Tutorial: Gathering a custom web corpus#

Get your system up and running#

Installation: see dedicated page
Ensure that you have installed the latest version: pip install -U trafilatura

The following consists of command-line instructions. For an introduction see the page on command-line usage.

Content discovery#

Sources used by Trafilatura can consist of previously known or listed web pages. Currently, functions to discover content within a website are available. Other methods include sifting through Wikipedia, social networks, or using lists of links gathered by other projects.

Finding subpages within a website#

In order to gather web documents it can be useful to download the portions of a website programmatically, mostly to save time and resources. The retrieval and download of documents within a website is often called web crawling or web spidering. Web crawlers usually discover pages from links within the site and from other sites. Trafilatura supports two different ways to gather further links web feeds (Atom and RSS) or sitemaps. As a result, a comprehensive overview of the available documents can be obtained faster and more efficiently than by systematically extracting and following links within a website.

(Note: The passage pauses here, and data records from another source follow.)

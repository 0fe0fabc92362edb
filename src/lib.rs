#![cfg_attr(not(feature = "std"), no_std)]
#![doc = include_str!("../README.md")]

//! # Core Concepts
//!
//! - **`InputRegistry`**: Lock-guarded table of debounced inputs, shared by the poller and readers
//! - **`InputItem`**: Record of one input: pin, device kind, state machine position, status
//! - **`DeviceKind`**: How status follows the contact (`Button`, `HoldButton`, `Switch`)
//! - **`DebounceEngine`**: The transition function that absorbs contact bounce
//! - **`PollingDriver`**: Periodic single writer that advances every input
//! - **`PinReader`** / **`PinConfig`**: Traits to implement for your GPIO or I/O expander
//! - **`MonotonicTimer`**: Shared counter that times the debounce windows
//! - **`PeriodicTimer`**: Trait for the platform timer that fires the poll callback
//!
//! Pins are wired active-low: `PinState::Low` means the contact is asserted.

// Must stay first so the logging macros are visible to the modules below.
#[macro_use]
mod fmt;

pub mod driver;
pub mod engine;
pub mod item;
pub mod pins;
pub mod registry;
pub mod time;
pub mod types;

pub use driver::{DriverState, PeriodicTimer, PollingDriver};
pub use engine::{DebounceEngine, Transition, WindowChange};
pub use item::InputItem;
pub use pins::{HalPinError, HalPins, PinConfig, PinReader};
pub use registry::{InputRegistry, PassSummary};
pub use time::{MonotonicTimer, TickDuration, TickInstant, TickTimer, TimeDuration, TimeInstant, TimeSource};
pub use types::{DebounceConfig, DebounceState, DeviceKind, InputError, InputId};

pub use embedded_hal::digital::PinState;

#[cfg(feature = "embassy")]
pub use driver::run;
//! Core types shared by the engine, registry and driver.

use crate::time::TimeDuration;

/// Default debounce window in milliseconds.
pub const DEFAULT_DEBOUNCE_MS: u64 = 50;

/// Default polling period in milliseconds.
pub const DEFAULT_POLL_PERIOD_MS: u64 = 5;

/// Default number of extra lock attempts per polling pass.
pub const DEFAULT_LOCK_RETRIES: u8 = 3;

/// Default number of extra pin reads per item per polling pass.
pub const DEFAULT_READ_RETRIES: u8 = 2;

/// An identifier for a registered input.
///
/// Handed out by [`InputRegistry::register`](crate::InputRegistry::register)
/// in registration order. Ids are never reused.
#[derive(Debug, Clone, Copy, PartialEq, Eq, Hash, PartialOrd, Ord)]
#[cfg_attr(feature = "defmt", derive(defmt::Format))]
pub struct InputId(pub usize);

/// How the logical status of an input follows its contact.
#[derive(Debug, Clone, Copy, PartialEq, Eq)]
#[cfg_attr(feature = "defmt", derive(defmt::Format))]
pub enum DeviceKind {
    /// Momentary push button. Status is true while pressed.
    Button,

    /// Push button that toggles its status on every completed press.
    HoldButton,

    /// Maintained switch. Status mirrors the physical position.
    Switch,
}

/// Debounce state machine position of a single input.
#[derive(Debug, Clone, Copy, PartialEq, Eq)]
#[cfg_attr(feature = "defmt", derive(defmt::Format))]
pub enum DebounceState {
    /// Freshly registered, not yet evaluated.
    Idle,

    /// Waiting for the contact to be asserted.
    ArmedHigh,

    /// Activation window open. The pin is not read.
    DebounceActive,

    /// Asserted and debounced, waiting for release.
    Stable,

    /// Release window open. The pin is not read.
    DebounceReleased,
}

impl DebounceState {
    /// Returns true for the two states that hold an open debounce window.
    pub fn in_window(self) -> bool {
        matches!(
            self,
            DebounceState::DebounceActive | DebounceState::DebounceReleased
        )
    }
}

/// Errors surfaced by the input subsystem.
#[derive(Debug, Clone, Copy, PartialEq, Eq)]
#[cfg_attr(feature = "defmt", derive(defmt::Format))]
pub enum InputError {
    /// The platform rejected the pin configuration.
    Configuration,

    /// The registry has no room for another input.
    CapacityExceeded,

    /// No input with this id is registered.
    NotFound(InputId),

    /// The registry is locked by another context. Retry later.
    Busy,

    /// Reading the pin of this input failed.
    Io(InputId),

    /// The periodic polling primitive could not be created or started.
    InitFailed,
}

impl core::fmt::Display for InputError {
    fn fmt(&self, f: &mut core::fmt::Formatter<'_>) -> core::fmt::Result {
        match self {
            InputError::Configuration => {
                write!(f, "pin could not be configured as an input")
            }
            InputError::CapacityExceeded => {
                write!(f, "input registry is full")
            }
            InputError::NotFound(id) => {
                write!(f, "input {} is not registered", id.0)
            }
            InputError::Busy => {
                write!(f, "input registry is busy")
            }
            InputError::Io(id) => {
                write!(f, "reading the pin of input {} failed", id.0)
            }
            InputError::InitFailed => {
                write!(f, "periodic input polling could not be started")
            }
        }
    }
}

#[cfg(feature = "std")]
impl std::error::Error for InputError {}

/// Timing and retry settings for debouncing and polling.
///
/// ```
/// use moto_inputs::{DebounceConfig, TickDuration};
///
/// let config = DebounceConfig::new(TickDuration(30), TickDuration(5))
///     .with_lock_retries(5)
///     .with_read_retries(1);
/// assert_eq!(config.lock_retries, 5);
/// ```
#[derive(Debug, Clone, Copy, PartialEq)]
pub struct DebounceConfig<D: TimeDuration> {
    /// Length of every debounce window.
    pub debounce_interval: D,

    /// Period between two polling passes.
    pub poll_period: D,

    /// Extra attempts to take the registry lock before a pass is dropped.
    pub lock_retries: u8,

    /// Extra pin reads before an item is skipped for the pass.
    pub read_retries: u8,
}

impl<D: TimeDuration> DebounceConfig<D> {
    /// Creates a config with the default retry budgets.
    pub fn new(debounce_interval: D, poll_period: D) -> Self {
        Self {
            debounce_interval,
            poll_period,
            lock_retries: DEFAULT_LOCK_RETRIES,
            read_retries: DEFAULT_READ_RETRIES,
        }
    }

    /// Sets the lock retry budget.
    pub fn with_lock_retries(mut self, retries: u8) -> Self {
        self.lock_retries = retries;
        self
    }

    /// Sets the pin read retry budget.
    pub fn with_read_retries(mut self, retries: u8) -> Self {
        self.read_retries = retries;
        self
    }
}

impl<D: TimeDuration> Default for DebounceConfig<D> {
    fn default() -> Self {
        Self::new(
            D::from_millis(DEFAULT_DEBOUNCE_MS),
            D::from_millis(DEFAULT_POLL_PERIOD_MS),
        )
    }
}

The formats supported are all machine-readable rather than human-readable they can also be used to automatically transfer information from one website to another without any human intervention. However, link inspection and filtering prior to systematic download is recommended to avoid undesired content or overstreching computing resources.

In addition, trafilatura includes support for multilingual and multinational sitemaps. For example, a site can target English language users through links like http://www.example.com/en/… and German language users through http://www.example.com/de/….

Sitemaps#

A sitemap is a file that lists the visible or whitelisted URLs for a given site, the main goal being to reveal where machines can look for content. Web crawlers usually discover pages from links within the site and from other sites, following a series of rules and protocols. Sitemaps supplement this data to allow crawlers that support Sitemaps to pick up all URLs in the Sitemap and learn about those URLs using the associated metadata.

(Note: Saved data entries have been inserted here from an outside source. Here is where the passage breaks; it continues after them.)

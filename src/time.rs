//! Time abstraction traits and the shared debounce timer.

/// Trait for abstracting time sources.
pub trait TimeSource<I: TimeInstant> {
    /// Returns the current time instant.
    fn now(&self) -> I;
}

/// Trait abstraction for duration types.
///
/// Durations are compared directly, so the ordering must be exact at the
/// type's own resolution.
pub trait TimeDuration: Copy + PartialEq + PartialOrd {
    /// Converts duration to milliseconds.
    fn as_millis(&self) -> u64;

    /// Creates duration from milliseconds.
    fn from_millis(millis: u64) -> Self;
}

/// Trait abstraction for instant types.
pub trait TimeInstant: Copy {
    /// Duration type for this instant.
    type Duration: TimeDuration;

    /// Calculates duration since an earlier instant.
    fn duration_since(&self, earlier: Self) -> Self::Duration;
}

/// A counter that can be started, stopped and reset.
///
/// One instance is shared by every registered input. The polling pass starts
/// it when the first debounce window opens and stops and resets it once no
/// window is open, so its value only matters while a window is open.
pub trait MonotonicTimer<I: TimeInstant>: TimeSource<I> {
    /// Starts counting from the current value.
    fn start(&mut self);

    /// Freezes the counter.
    fn stop(&mut self);

    /// Sets the counter back to zero.
    fn reset(&mut self);

    /// Returns true while the counter is advancing.
    fn is_running(&self) -> bool;

    /// Called once per polling pass with the poll period.
    ///
    /// Hardware counters advance on their own and keep the default no-op.
    fn advance(&mut self, _elapsed: I::Duration) {}
}

/// Millisecond duration used by [`TickTimer`].
#[derive(Debug, Clone, Copy, PartialEq, Eq, PartialOrd, Ord)]
#[cfg_attr(feature = "defmt", derive(defmt::Format))]
pub struct TickDuration(pub u32);

impl TimeDuration for TickDuration {
    fn as_millis(&self) -> u64 {
        self.0 as u64
    }

    fn from_millis(millis: u64) -> Self {
        TickDuration(millis.min(u32::MAX as u64) as u32)
    }
}

/// Counter value of a [`TickTimer`], in milliseconds since the last reset.
#[derive(Debug, Clone, Copy, PartialEq, Eq, PartialOrd, Ord)]
#[cfg_attr(feature = "defmt", derive(defmt::Format))]
pub struct TickInstant(pub u32);

impl TimeInstant for TickInstant {
    type Duration = TickDuration;

    fn duration_since(&self, earlier: Self) -> Self::Duration {
        // The counter is free-running and may wrap.
        TickDuration(self.0.wrapping_sub(earlier.0))
    }
}

/// Software debounce timer advanced by the polling driver.
///
/// Use this on targets without a spare hardware counter. Each call to
/// [`MonotonicTimer::advance`] adds one poll period while the timer runs.
#[derive(Debug, Clone, Default)]
pub struct TickTimer {
    count: u32,
    running: bool,
}

impl TickTimer {
    /// Creates a stopped timer at zero.
    pub const fn new() -> Self {
        Self {
            count: 0,
            running: false,
        }
    }
}

impl TimeSource<TickInstant> for TickTimer {
    fn now(&self) -> TickInstant {
        TickInstant(self.count)
    }
}

impl MonotonicTimer<TickInstant> for TickTimer {
    fn start(&mut self) {
        self.running = true;
    }

    fn stop(&mut self) {
        self.running = false;
    }

    fn reset(&mut self) {
        self.count = 0;
    }

    fn is_running(&self) -> bool {
        self.running
    }

    fn advance(&mut self, elapsed: TickDuration) {
        if self.running {
            self.count = self.count.wrapping_add(elapsed.0);
        }
    }
}

#[cfg(test)]
mod tests {
    use super::*;

    #[test]
    fn stopped_timer_does_not_advance() {
        let mut timer = TickTimer::new();
        timer.advance(TickDuration(5));
        assert_eq!(timer.now(), TickInstant(0));
        assert!(!timer.is_running());
    }

    #[test]
    fn running_timer_accumulates_poll_periods() {
        let mut timer = TickTimer::new();
        timer.start();
        timer.advance(TickDuration(5));
        timer.advance(TickDuration(5));
        assert_eq!(timer.now(), TickInstant(10));

        timer.stop();
        timer.advance(TickDuration(5));
        assert_eq!(timer.now(), TickInstant(10));

        timer.reset();
        assert_eq!(timer.now(), TickInstant(0));
    }

    #[test]
    fn duration_since_handles_counter_wrap() {
        let earlier = TickInstant(u32::MAX - 2);
        let later = TickInstant(3);
        assert_eq!(later.duration_since(earlier), TickDuration(6));
    }

    #[test]
    fn from_millis_saturates_at_counter_width() {
        assert_eq!(TickDuration::from_millis(u64::MAX), TickDuration(u32::MAX));
        assert_eq!(TickDuration::from_millis(20).as_millis(), 20);
    }
}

The sitemaps protocol primarily allows webmasters to inform search engines about pages on their sites that are available for crawling. Crawlers can use it to pick up all URLs in the sitemap and learn about those URLs using the associated metadata. Sitemaps follow the XML format, so each sitemap is or should be a valid XML file.

Sitemaps are particularly useful by large or complex websites since they are made so that machines can more intelligently crawl the site. This particularly true if there is a chance to overlook some of the new or recently updated content, for example because some areas of the website are not available through the browsable interface, or when websites have a huge number of pages that are isolated or not well linked together.

Feeds#

A web feed (or news feed) is a data format used for providing users with frequently updated content. This process is also called web syndication, meaning a form of syndication in which content is made available from one website to other sites.

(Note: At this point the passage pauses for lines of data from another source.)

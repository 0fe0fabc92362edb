//! Concurrency-guarded table of registered inputs.

use crate::engine::DebounceEngine;
use crate::item::InputItem;
use crate::pins::{PinConfig, PinReader};
use crate::time::{MonotonicTimer, TimeInstant};
use crate::types::{DebounceConfig, DebounceState, DeviceKind, InputError, InputId};
use embassy_sync::blocking_mutex::raw::CriticalSectionRawMutex;
use embassy_sync::mutex::{Mutex, MutexGuard};
use embedded_hal::digital::PinState;
use heapless::Vec;

type ItemTable<P, I, const N: usize> = Vec<InputItem<P, I>, N>;

/// Outcome of one polling pass.
#[derive(Debug, Clone, Copy, Default, PartialEq, Eq)]
#[cfg_attr(feature = "defmt", derive(defmt::Format))]
pub struct PassSummary {
    /// Items evaluated, in registration order.
    pub visited: usize,

    /// Items whose state or status changed.
    pub changed: usize,

    /// Items left untouched because their pin could not be read.
    pub skipped: usize,

    /// Items holding an open debounce window after the pass.
    pub open_windows: usize,
}

/// Table of debounced inputs shared between the polling pass and readers.
///
/// The table sits behind a single lock that is only ever taken with
/// `try_lock`. A reader that finds it taken gets [`InputError::Busy`]
/// immediately. The polling pass holds the lock for the whole pass, so a
/// reader sees either the state before a pass or after it.
///
/// The registry is `const`-constructible and can live in a `static`:
///
/// ```
/// use moto_inputs::{InputRegistry, TickInstant};
///
/// static INPUTS: InputRegistry<u8, TickInstant, 8> = InputRegistry::new();
/// assert_eq!(INPUTS.capacity(), 8);
/// ```
///
/// # Type Parameters
/// * `P` - Pin reference understood by the platform's pin traits
/// * `I` - Instant type of the shared debounce timer
/// * `N` - Maximum number of inputs
pub struct InputRegistry<P, I: TimeInstant, const N: usize> {
    items: Mutex<CriticalSectionRawMutex, ItemTable<P, I, N>>,
}

impl<P, I: TimeInstant, const N: usize> InputRegistry<P, I, N> {
    /// Creates an empty registry.
    pub const fn new() -> Self {
        Self {
            items: Mutex::new(Vec::new()),
        }
    }

    /// Registers a new input and configures its pin.
    ///
    /// The input starts in [`DebounceState::Idle`] with status `false`.
    ///
    /// # Errors
    /// * `CapacityExceeded` - All `N` slots are taken
    /// * `Configuration` - The platform rejected the pin
    /// * `Busy` - The table is locked by another context
    pub fn register<C>(&self, kind: DeviceKind, pin: P, pins: &mut C) -> Result<InputId, InputError>
    where
        C: PinConfig<P>,
    {
        let mut items = self.lock()?;

        if items.is_full() {
            warn!("input registry full, {} slots", N);
            return Err(InputError::CapacityExceeded);
        }

        if pins.configure_input(&pin).is_err() {
            warn!("pin configuration rejected for {}", kind);
            return Err(InputError::Configuration);
        }

        let id = InputId(items.len());
        items
            .push(InputItem::new(id, kind, pin))
            .map_err(|_| InputError::CapacityExceeded)?;

        debug!("registered input {} as {}", id, kind);
        Ok(id)
    }

    /// Returns the debounced status of an input.
    ///
    /// # Errors
    /// * `NotFound` - The id was never handed out by this registry
    /// * `Busy` - The table is locked, retry later
    pub fn get(&self, id: InputId) -> Result<bool, InputError> {
        self.with_item(id, |item| item.status())
    }

    /// Returns the state machine position of an input.
    pub fn state(&self, id: InputId) -> Result<DebounceState, InputError> {
        self.with_item(id, |item| item.state())
    }

    /// Returns the device kind an input was registered with.
    pub fn kind(&self, id: InputId) -> Result<DeviceKind, InputError> {
        self.with_item(id, |item| item.kind())
    }

    /// Returns the number of registered inputs.
    pub fn len(&self) -> Result<usize, InputError> {
        Ok(self.lock()?.len())
    }

    /// Returns true if no input has been registered.
    pub fn is_empty(&self) -> Result<bool, InputError> {
        Ok(self.lock()?.is_empty())
    }

    /// Maximum number of inputs.
    pub const fn capacity(&self) -> usize {
        N
    }

    /// Runs `f` on all items while holding the table lock.
    ///
    /// The polling pass is locked out until `f` returns, so keep it short.
    pub fn inspect<R>(&self, f: impl FnOnce(&[InputItem<P, I>]) -> R) -> Result<R, InputError> {
        let items = self.lock()?;
        Ok(f(&items))
    }

    /// Advances every input by one debounce step.
    ///
    /// Called by the polling driver only. Items are visited in registration
    /// order. The lock is retried `config.lock_retries` times with a growing
    /// spin backoff. If it stays taken the pass is dropped as a whole and the
    /// next call starts from the first item again.
    ///
    /// A pin is read up to `1 + config.read_retries` times. If every read
    /// fails the item keeps its state for this pass and is counted in
    /// [`PassSummary::skipped`].
    ///
    /// The shared timer is started when a window opens while it is stopped,
    /// and stopped and reset once no item holds an open window.
    ///
    /// # Errors
    /// Returns `Busy` when the lock retry budget is exhausted.
    pub fn update_all<R, T>(
        &self,
        config: &DebounceConfig<I::Duration>,
        pins: &mut R,
        timer: &mut T,
    ) -> Result<PassSummary, InputError>
    where
        R: PinReader<P>,
        T: MonotonicTimer<I>,
    {
        let mut items = self.lock_with_backoff(config.lock_retries)?;
        let engine = DebounceEngine::new(config.debounce_interval);
        let mut summary = PassSummary::default();

        for item in items.iter_mut() {
            summary.visited += 1;

            let now = timer.now();
            let sample = |pin: &P| read_with_retries(pins, pin, config.read_retries);

            match engine.evaluate(item, now, sample) {
                Ok(transition) => {
                    if transition.changes(item) {
                        summary.changed += 1;
                        trace!(
                            "input {}: {} -> {}, status {}",
                            item.id(),
                            item.state(),
                            transition.state,
                            transition.status
                        );
                    }

                    item.apply(transition, || {
                        if !timer.is_running() {
                            timer.start();
                        }
                        timer.now()
                    });
                }
                Err(_) => {
                    summary.skipped += 1;
                    warn!("input {}: pin read failed, state held", item.id());
                }
            }

            if item.state().in_window() {
                summary.open_windows += 1;
            }
        }

        if summary.open_windows == 0 && timer.is_running() {
            timer.stop();
            timer.reset();
            trace!("all debounce windows closed, timer reset");
        }

        Ok(summary)
    }

    fn lock(&self) -> Result<MutexGuard<'_, CriticalSectionRawMutex, ItemTable<P, I, N>>, InputError> {
        self.items.try_lock().map_err(|_| InputError::Busy)
    }

    fn lock_with_backoff(
        &self,
        retries: u8,
    ) -> Result<MutexGuard<'_, CriticalSectionRawMutex, ItemTable<P, I, N>>, InputError> {
        for attempt in 0..=retries {
            if let Ok(items) = self.items.try_lock() {
                return Ok(items);
            }

            if attempt < retries {
                for _ in 0..(1u32 << attempt.min(10)) {
                    core::hint::spin_loop();
                }
            }
        }

        warn!("input registry still locked after {} retries, pass dropped", retries);
        Err(InputError::Busy)
    }

    fn with_item<R>(
        &self,
        id: InputId,
        f: impl FnOnce(&InputItem<P, I>) -> R,
    ) -> Result<R, InputError> {
        let items = self.lock()?;
        items.get(id.0).map(f).ok_or(InputError::NotFound(id))
    }
}

impl<P, I: TimeInstant, const N: usize> Default for InputRegistry<P, I, N> {
    fn default() -> Self {
        Self::new()
    }
}

fn read_with_retries<P, R: PinReader<P>>(
    pins: &mut R,
    pin: &P,
    retries: u8,
) -> Result<PinState, R::Error> {
    let mut attempt = 0;
    loop {
        match pins.read_level(pin) {
            Ok(level) => return Ok(level),
            Err(err) if attempt >= retries => return Err(err),
            Err(_) => attempt += 1,
        }
    }
}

Most commonly, feeds are made available to provide either summaries or full renditions of a website’s recently added content. The term may also describe other kinds of content licensing for reuse. The kinds of content delivered by a web feed are typically HTML (webpage content) or links to webpages and other kinds of digital media. Many news websites, weblogs, schools, and podcasters operate web feeds. The feed icon is commonly used to indicate that a web feed is available.

Trafilatura supports XML-based feeds with the two common formats Atom and RSS.

Gathering links#

The following examples use the command-line interface. For more information on the usage with Python please refer to this blog post: Using RSS and Atom feeds to collect web pages with Python.

Features#

Links can be gathered straight from the homepage (using heuristics) or using a particular URL if it is already known
The --list option is useful to list URLs prior to processing
Links discovery can start from an input file (-i) containing a list of sources which will then be processed in parallel

The following examples return lists of links. If --list is absent the pages that have been found are directly retrieved, processed, and returned in the chosen output format (default: TXT and standard output).

Sitemaps#

# run link discovery through a sitemap for sitemaps.org and store the resulting links in a file
$ trafilatura --sitemap "https://www.sitemaps.org/" --list > mylinks.txt
# using an already known sitemap URL
$ trafilatura --sitemap "https://www.sitemaps.org/sitemap.xml" --list
# targeting webpages in German
$ trafilatura --sitemap "https://www.sitemaps.org/" --list --target-language "de"

For more information on sitemap use and filters for lists of links see this blog post: Using sitemaps to crawl websites.

Feeds#

# looking for feeds
$ trafilatura --feed "https://www.dwds.de/" --list
# already known feed
$ trafilatura --feed "https://www.dwds.de/api/feed/themenglossar/Corona" --list
# processing a list in parallel
$ trafilatura -i mylist.txt --feed --list

Link filtering#

For more information see also this blog post: Filtering links to gather texts on the web.

Filtering with coURLan#

It is better to examine a list of URLs for content adequacy, most notably to make download and extraction more efficient by removing unwanted and redundant content. The courlan software package is installed along with trafilatura. It separates the wheat from the chaff by focusing on non-spam text-rich HTML pages, and can be used on the command-line:

courlan --inputfile raw-linklist.txt --outputfile filtered-linklist.txt

Custom filtering#

URL lists can be filtered manually or with grep, a command-line utility to search text data which operates on line-level and returns either matching or non-matching lines.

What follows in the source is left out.